L'avènement du livre numérique bénéficie d'un accompagnement fiscal mettant en perspective l'idée selon laquelle le livre numérique n'est pas totalement un livre imprimé sur support papier. Cela étant, le sujet est certainement révélateur d'un paradoxe : alors que rien n'est plus juridique et étatique que du droit fiscal, rien n'est plus « anti-juridique » et « antiétatique » que la numérisation de l'écrit et ses conséquences sur la circulation des contenus, qui se joue des frontières et parfois de l'application concrète des règles. Si les techniques et mécanismes fiscaux ne varient guère quel que soit le domaine concerné, il en va différemment des finalités poursuivies.
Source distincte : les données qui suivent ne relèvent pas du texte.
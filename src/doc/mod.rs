/*
 * File: src/doc/mod.rs
 * Purpose: The second, coarse-grained document CRDT client
 *
 * Opaque byte-array state persisted to storage on every mutation (spec.md
 * §4.3). Unlike the data client, this replica does no conflict resolution of
 * its own -- the CRDT algorithm lives entirely in the opaque bytes, and this
 * client only tracks the current state-as-update and persists it.
 */

use crate::protocol::{Frame, DOC_APPLY_UPDATE};

/// Replica of the opaque document CRDT.
pub struct DocClient {
    state: Vec<u8>,
}

impl DocClient {
    /// Build a replica from whatever was last persisted under the `crdt` key
    /// (possibly empty, on a fresh room).
    pub fn from_storage(initial: Option<Vec<u8>>) -> Self {
        Self {
            state: initial.unwrap_or_default(),
        }
    }

    /// The initial-snapshot frame sent once to a newly attached session.
    pub fn initial_snapshot(&self) -> Frame {
        Frame::new(
            DOC_APPLY_UPDATE,
            vec![serde_json::Value::String(hex::encode(&self.state))],
        )
    }

    /// Apply an incoming update, replacing the full state. Returns the new
    /// state-as-update bytes so the caller can persist them.
    pub fn apply_update(&mut self, update: Vec<u8>) -> &[u8] {
        self.state = update;
        &self.state
    }

    /// The current state-as-update, for persistence.
    pub fn state_as_update(&self) -> &[u8] {
        &self.state
    }
}

#[cfg(test)]
mod tests {
    use super::*;

    #[test]
    fn fresh_room_has_empty_state() {
        let client = DocClient::from_storage(None);
        assert!(client.state_as_update().is_empty());
    }

    #[test]
    fn apply_update_replaces_state() {
        let mut client = DocClient::from_storage(Some(vec![1, 2]));
        let new_state = client.apply_update(vec![3, 4, 5]).to_vec();
        assert_eq!(new_state, vec![3, 4, 5]);
        assert_eq!(client.state_as_update(), &[3, 4, 5]);
    }

    #[test]
    fn initial_snapshot_reflects_persisted_state() {
        let client = DocClient::from_storage(Some(vec![0xab]));
        let snapshot = client.initial_snapshot();
        assert_eq!(snapshot.args[0], serde_json::Value::String("ab".into()));
    }
}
Dès lors, il convient de distinguer les problématiques de fiscalité générale, où les techniques ou mécanismes utilisés ont pour fonction de financer au moins partiellement les dépenses publiques, et les problématiques de fiscalité incitative ou dissuasive, où les mécanismes sont utilisés dans le but d'encourager ou limiter certaines activités. La fiscalité peut donc être analysée comme simple technique neutre et objective qui se comprend au regard de la définition légale du livre numérique et s'intéresse à l'activité de l'éditeur numérique. La fiscalité est également un instrument au service de décisions politiques qui ont pour ambition de soutenir l'activité culturelle, à ceci près qu'en fonction du secteur concerné, ce soutien est à géométrie variable.
Cela fait cinq cents ans que le livre est le complice de tous les bouleversements socio-politico-économiques qui affectent le monde. Mais, aujourd'hui, il est plus qu'un moyen de révolution ; il est la révolution. Le numérique remplace le papier et le livre n'échappe pas à la rupture technologique (1). Or, du défi technologique au défi juridique, il n'y a qu'un pas.Et, parmi le défi juridique, il se trouve toujours une bonne part de défi fiscal.Le livre est certainement le ...
Boris Barraud
ID2MS (Laboratoire interdisciplinaire de droit des médias et des mutations ...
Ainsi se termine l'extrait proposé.